In summer of 2022, Madison conducted interviews with citizens who used the Safe Sleep Area units that were developed for people displaced by The World Games.

Her goal was to determine how likely people were to use the units and if they felt safe doing so.

Madison’s data is being used to help with the development of Home for All, a safe sleep pilot program by the City of Birmingham designed to provide safe sleeping alternatives to unhoused residents through micro-shelters. Home for All is a community-wide partnership that will include sleeping units as well as a number of wraparound services.

One of the most memorable lessons from that poverty and homelessness class, she says, was realizing that homelessness intersects with every other part of society and impacts every facet of a person’s life.

“The difficulty of experiencing homelessness is not just, I don’t have a bed to sleep in tonight,” Madison says. “The difficulties just compound and multiply and become infinitely more complex and intersect and you can think you’ve solved one problem, but then there’s another one that’s always waiting right around the corner.”

Madison, a second-year student at UAB’s Heersink School of Medicine, believes this project has taught her how to have meaningful conversations with people from a variety of backgrounds – an invaluable skill for any medical professional – and the importance of simply giving people the benefit of the doubt.

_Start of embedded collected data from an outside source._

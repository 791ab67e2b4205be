// Copyright (c) 2024-2025 DeepGraph Inc.
// SPDX-License-Identifier: Apache-2.0
//
//! Relationships, labels, properties and raw query endpoints

#[path = "testutils/mod.rs"]
mod testutils;

use std::sync::Arc;

use rushdb_sdk::transport::Method;
use rushdb_sdk::{OrderDirection, PaginationParams, PropertyType, RushDb, SearchQuery};
use serde_json::json;
use testutils::mock_transport::MockTransport;

fn relationships_page() -> serde_json::Value {
    json!({
        "data": [
            {"sourceId": "c1", "sourceLabel": "COMPANY", "targetId": "e1", "targetLabel": "EMP", "type": "EMPLOYS"},
            {"sourceId": "c1", "sourceLabel": "COMPANY", "targetId": "e2", "targetLabel": "EMP", "type": "EMPLOYS"}
        ],
        "total": 5
    })
}

#[test]
fn test_find_relationships() {
    let transport = MockTransport::new();
    transport.respond(relationships_page());
    let db = RushDb::new("key", &transport);

    let query = SearchQuery::new().where_clause(json!({"type": "EMPLOYS"}));
    let page = db
        .relationships()
        .find(Some(&query), Some(PaginationParams::new(2, 0)), None)
        .unwrap();

    assert_eq!(page.count(), 2);
    assert!(page.has_more());
    assert_eq!(page[1].target_id, "e2");

    let url = transport
        .last_request()
        .url("https://api.rushdb.com/api/v1")
        .unwrap();
    assert_eq!(
        url.as_str(),
        "https://api.rushdb.com/api/v1/relationships/search?limit=2&skip=0"
    );
}

#[tokio::test]
async fn test_find_relationships_async() {
    testutils::init_logging();
    let transport = Arc::new(MockTransport::new());
    transport.respond(relationships_page());
    let db = RushDb::new("key", Arc::clone(&transport));

    let page = db
        .relationships()
        .find_async(None, Some(PaginationParams::new(2, 2)), None)
        .await
        .unwrap();

    assert_eq!(page.count(), 2);
    assert_eq!(page.skip(), 2);
    assert!(page.has_more());
    assert_eq!(transport.last_request().method, Method::Post);
}

#[test]
fn test_labels_find() {
    let transport = MockTransport::new();
    transport.respond(json!({"data": {"COMPANY": 1, "EMP": 12}}));
    let db = RushDb::new("key", &transport);

    let labels = db
        .labels()
        .find(Some(&SearchQuery::new().where_clause(json!({"name": "Acme"}))), None)
        .unwrap();
    assert_eq!(labels["EMP"], json!(12));
    assert_eq!(transport.last_request().path, "/labels/search");
}

#[test]
fn test_properties_endpoints() {
    let transport = MockTransport::new();
    transport
        .respond(json!({"data": [{"id": "p1", "name": "age", "type": "number", "metadata": null}]}))
        .respond(json!({"data": {"id": "p1", "name": "age", "type": "number"}}))
        .respond(json!({"data": {"min": 18, "max": 65, "values": [18, 30, 65]}}));
    let db = RushDb::new("key", &transport);
    let properties = db.properties();

    let found = properties.find(None, None).unwrap();
    assert_eq!(found.len(), 1);
    assert_eq!(found[0].property_type, PropertyType::Number);

    let property = properties.find_by_id("p1", None).unwrap();
    assert_eq!(property.name, "age");

    let values = properties
        .values("p1", Some(OrderDirection::Desc), Some(0), Some(10), None)
        .unwrap();
    assert_eq!(values.min, Some(18.0));
    assert_eq!(values.values.len(), 3);

    let request = transport.last_request();
    assert_eq!(request.method, Method::Get);
    assert_eq!(request.path, "/properties/p1/values");
    assert_eq!(
        request.query,
        vec![
            ("sort".to_string(), "desc".to_string()),
            ("skip".to_string(), "0".to_string()),
            ("limit".to_string(), "10".to_string())
        ]
    );

    properties.delete("p1", None).unwrap();
    assert_eq!(transport.last_request().method, Method::Delete);
}

#[test]
fn test_raw_query() {
    let transport = MockTransport::new();
    transport.respond(json!({"data": {"records": []}}));
    let db = RushDb::new("key", &transport);

    db.query()
        .raw("MATCH (n) RETURN n LIMIT $limit", Some(json!({"limit": 5})), None)
        .unwrap();

    let request = transport.last_request();
    assert_eq!(request.path, "/query/raw");
    assert_eq!(
        request.body,
        Some(json!({"query": "MATCH (n) RETURN n LIMIT $limit", "params": {"limit": 5}}))
    );
}

#[test]
fn test_ping() {
    let transport = MockTransport::new();
    transport.respond(json!({})).fail(503, "unavailable");
    let db = RushDb::new("key", &transport);

    assert!(db.ping());
    assert!(!db.ping());
}
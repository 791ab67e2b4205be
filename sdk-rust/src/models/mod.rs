// Copyright (c) 2024-2025 DeepGraph Inc.
// SPDX-License-Identifier: Apache-2.0
//
//! Data model shared by the API facades

pub mod property;
pub mod record;
pub mod relationship;
pub mod result;
pub mod search_query;
pub mod transaction;

pub use property::{Property, PropertyType, PropertyValuesData};
pub use record::Record;
pub use relationship::{
    PaginationParams, Relationship, RelationshipDetachOptions, RelationshipDirection,
    RelationshipOptions, TypeOrTypes, DEFAULT_RELATIONSHIP_TYPE,
};
pub use result::{PageInfo, RecordSearchResult, SearchResult, ToDict};
pub use search_query::{OrderBy, OrderDirection, SearchQuery};
pub use transaction::{Transaction, DEFAULT_TRANSACTION_TTL_MS, TRANSACTION_HEADER};
// Copyright (c) 2024-2025 DeepGraph Inc.
// SPDX-License-Identifier: Apache-2.0
//
//! RushDB SDK - Rust client core for the RushDB graph database REST API
//!
//! The crate shapes requests and interprets responses for RushDB. It turns
//! nested JSON into a flat import plan of records and parent/child edges,
//! wraps search responses in a paginated [`SearchResult`], and threads
//! transactions explicitly through every call. The HTTP round trip itself
//! is performed by a [`Transport`] supplied by the application.
//!
//! # Quick Start
//!
//! ```no_run
//! use rushdb_sdk::{ApiRequest, Result, RushDb, SearchQuery, Transport};
//! use serde_json::{json, Value};
//!
//! struct MyTransport;
//!
//! impl Transport for MyTransport {
//!     fn send(&self, request: ApiRequest) -> Result<Value> {
//!         // Perform the HTTP call with the client of your choice
//!         # let _ = request;
//!         Ok(json!({"data": [], "total": 0}))
//!     }
//! }
//!
//! # fn main() -> Result<()> {
//! let db = RushDb::new("api-key", MyTransport);
//!
//! db.records().create_many(
//!     "COMPANY",
//!     &json!({"name": "Acme", "DEPARTMENT": [{"name": "R&D"}]}),
//!     None,
//!     None,
//! )?;
//!
//! let query = SearchQuery::new().label("DEPARTMENT").limit(10);
//! let page = db.records().find(Some(&query), None, None)?;
//! if page.has_more() {
//!     let next = query.next_page(page.count() as u64);
//!     db.records().find(Some(&next), None, None)?;
//! }
//! # Ok(())
//! # }
//! ```
//!
//! # Architecture
//!
//! ```text
//! ┌─────────────────────────────────────────┐
//! │   Application Code                      │
//! └─────────────────────────────────────────┘
//!                  │
//!                  ▼
//! ┌─────────────────────────────────────────┐
//! │  RushDb (this crate)                    │
//! │  - records / labels / properties        │
//! │  - relationships / transactions / query │
//! │  - Normalizer (nested JSON -> plan)     │
//! │  - SearchResult (paged containers)      │
//! └─────────────────────────────────────────┘
//!                  │  ApiRequest
//!                  ▼
//! ┌─────────────────────────────────────────┐
//! │  Transport / AsyncTransport (app)       │
//! └─────────────────────────────────────────┘
//! ```
//!
//! # Module Organization
//!
//! - [`client`] - Client and configuration
//! - [`api`] - Per-resource API facades
//! - [`normalize`] - Nested payload normalization
//! - [`models`] - Records, queries, results, relationships, transactions
//! - [`transport`] - Request type and transport traits
//! - [`token`] - API key prefix parsing
//! - [`error`] - Error types and handling

pub mod api;
pub mod client;
pub mod error;
pub mod models;
pub mod normalize;
pub mod token;
pub mod transport;

// Re-export main types for convenience
pub use api::RecordTarget;
pub use client::{ClientConfig, RushDb, DEFAULT_BASE_URL};
pub use error::{Error, Result};
pub use models::{
    OrderBy, OrderDirection, PageInfo, PaginationParams, Property, PropertyType,
    PropertyValuesData, Record, RecordSearchResult, Relationship, RelationshipDetachOptions,
    RelationshipDirection, RelationshipOptions, SearchQuery, SearchResult, ToDict, Transaction,
    TypeOrTypes, DEFAULT_RELATIONSHIP_TYPE,
};
pub use normalize::{normalize, ChildLink, NormalizationPlan, NormalizedNode, Normalizer, PlanEdge};
pub use token::{extract_token_settings, PlanType, TokenSettings};
pub use transport::{ApiRequest, AsyncTransport, Method, Transport};
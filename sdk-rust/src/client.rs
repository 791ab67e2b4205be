// Copyright (c) 2024-2025 DeepGraph Inc.
// SPDX-License-Identifier: Apache-2.0
//
//! Client entry point and configuration

use serde::{Deserialize, Serialize};
use serde_json::Value;

use crate::api::{
    LabelsApi, PropertiesApi, QueryApi, RecordsApi, RelationshipsApi, TransactionsApi,
};
use crate::error::Result;
use crate::models::transaction::TRANSACTION_HEADER;
use crate::token::{extract_token_settings, TokenSettings};
use crate::transport::{ApiRequest, AsyncTransport, Transport};

/// Default RushDB cloud endpoint
pub const DEFAULT_BASE_URL: &str = "https://api.rushdb.com";

/// Client configuration
///
/// Deserializable so applications can embed it in their own config files;
/// loading those files is left to the application.
#[derive(Debug, Clone, PartialEq, Eq, Serialize, Deserialize)]
#[serde(default, rename_all = "camelCase")]
pub struct ClientConfig {
    pub base_url: String,
    pub api_key: String,
}

impl Default for ClientConfig {
    fn default() -> Self {
        Self {
            base_url: DEFAULT_BASE_URL.to_string(),
            api_key: String::new(),
        }
    }
}

impl ClientConfig {
    pub fn new(api_key: impl Into<String>) -> Self {
        Self {
            api_key: api_key.into(),
            ..Self::default()
        }
    }

    pub fn with_base_url(mut self, base_url: impl Into<String>) -> Self {
        self.base_url = base_url.into();
        self
    }

    /// Base URL without trailing slashes
    pub fn normalized_base_url(&self) -> &str {
        self.base_url.trim_end_matches('/')
    }
}

/// RushDB client
///
/// Owns a configuration and a transport and hands out borrowed API facades.
/// Sync calls need `T: Transport`; the async relationship lookup needs
/// `T: AsyncTransport`.
#[derive(Debug)]
pub struct RushDb<T> {
    config: ClientConfig,
    transport: T,
}

impl<T> RushDb<T> {
    /// Client for the default endpoint
    pub fn new(api_key: impl Into<String>, transport: T) -> Self {
        Self::with_config(ClientConfig::new(api_key), transport)
    }

    pub fn with_config(mut config: ClientConfig, transport: T) -> Self {
        config.base_url = config.normalized_base_url().to_string();
        Self { config, transport }
    }

    pub fn config(&self) -> &ClientConfig {
        &self.config
    }

    pub fn base_url(&self) -> &str {
        &self.config.base_url
    }

    pub fn transport(&self) -> &T {
        &self.transport
    }

    /// Plan settings encoded in the API key prefix, if any
    pub fn token_settings(&self) -> Option<TokenSettings> {
        extract_token_settings(&self.config.api_key).0
    }

    pub fn records(&self) -> RecordsApi<'_, T> {
        RecordsApi::new(self)
    }

    pub fn labels(&self) -> LabelsApi<'_, T> {
        LabelsApi::new(self)
    }

    pub fn properties(&self) -> PropertiesApi<'_, T> {
        PropertiesApi::new(self)
    }

    pub fn relationships(&self) -> RelationshipsApi<'_, T> {
        RelationshipsApi::new(self)
    }

    pub fn transactions(&self) -> TransactionsApi<'_, T> {
        TransactionsApi::new(self)
    }

    pub fn query(&self) -> QueryApi<'_, T> {
        QueryApi::new(self)
    }
}

impl<T: Transport> RushDb<T> {
    pub(crate) fn request(&self, request: ApiRequest) -> Result<Value> {
        let request = request.resolve(&self.config.base_url)?;
        log_request(&request);
        self.transport.send(request)
    }

    /// Check whether the server answers
    pub fn ping(&self) -> bool {
        match self.request(ApiRequest::get("/")) {
            Ok(_) => true,
            Err(e) => {
                log::debug!("Ping failed: {}", e);
                false
            }
        }
    }
}

impl<T: AsyncTransport> RushDb<T> {
    pub(crate) async fn request_async(&self, request: ApiRequest) -> Result<Value> {
        let request = request.resolve(&self.config.base_url)?;
        log_request(&request);
        self.transport.send(request).await
    }
}

fn log_request(request: &ApiRequest) {
    log::debug!(
        "{} {} (transaction: {})",
        request.method,
        request
            .endpoint
            .as_ref()
            .map_or(request.path.as_str(), |url| url.as_str()),
        request.header(TRANSACTION_HEADER).unwrap_or("none")
    );
}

“Part of the reason that I got involved in ASF in the first place is that I would like to make sure that in whatever practice of medical care I do, I’m focusing on the social determinants of health and not just who’s coming into my office that day,” Madison says.

Madison hopes that more people will find ways to get involved in the efforts of groups like One Roof.

“The people that are experiencing homelessness are just as much a part of Birmingham as the person who has owned their own home in Highland Park for their entire lives,” she says. And Madison believes that helping the homeless community helps the whole community.

“The more access to resources and opportunities that people experiencing homelessness have, ideally, hopefully, we can decrease homelessness in Birmingham,” Madison says. “That’s the end goal of this. The end goal is not to put people in these temporary shelters for the rest of their lives. And I think eradicating homelessness is something that we should all be supportive of and would benefit our community and our healthcare system overall.”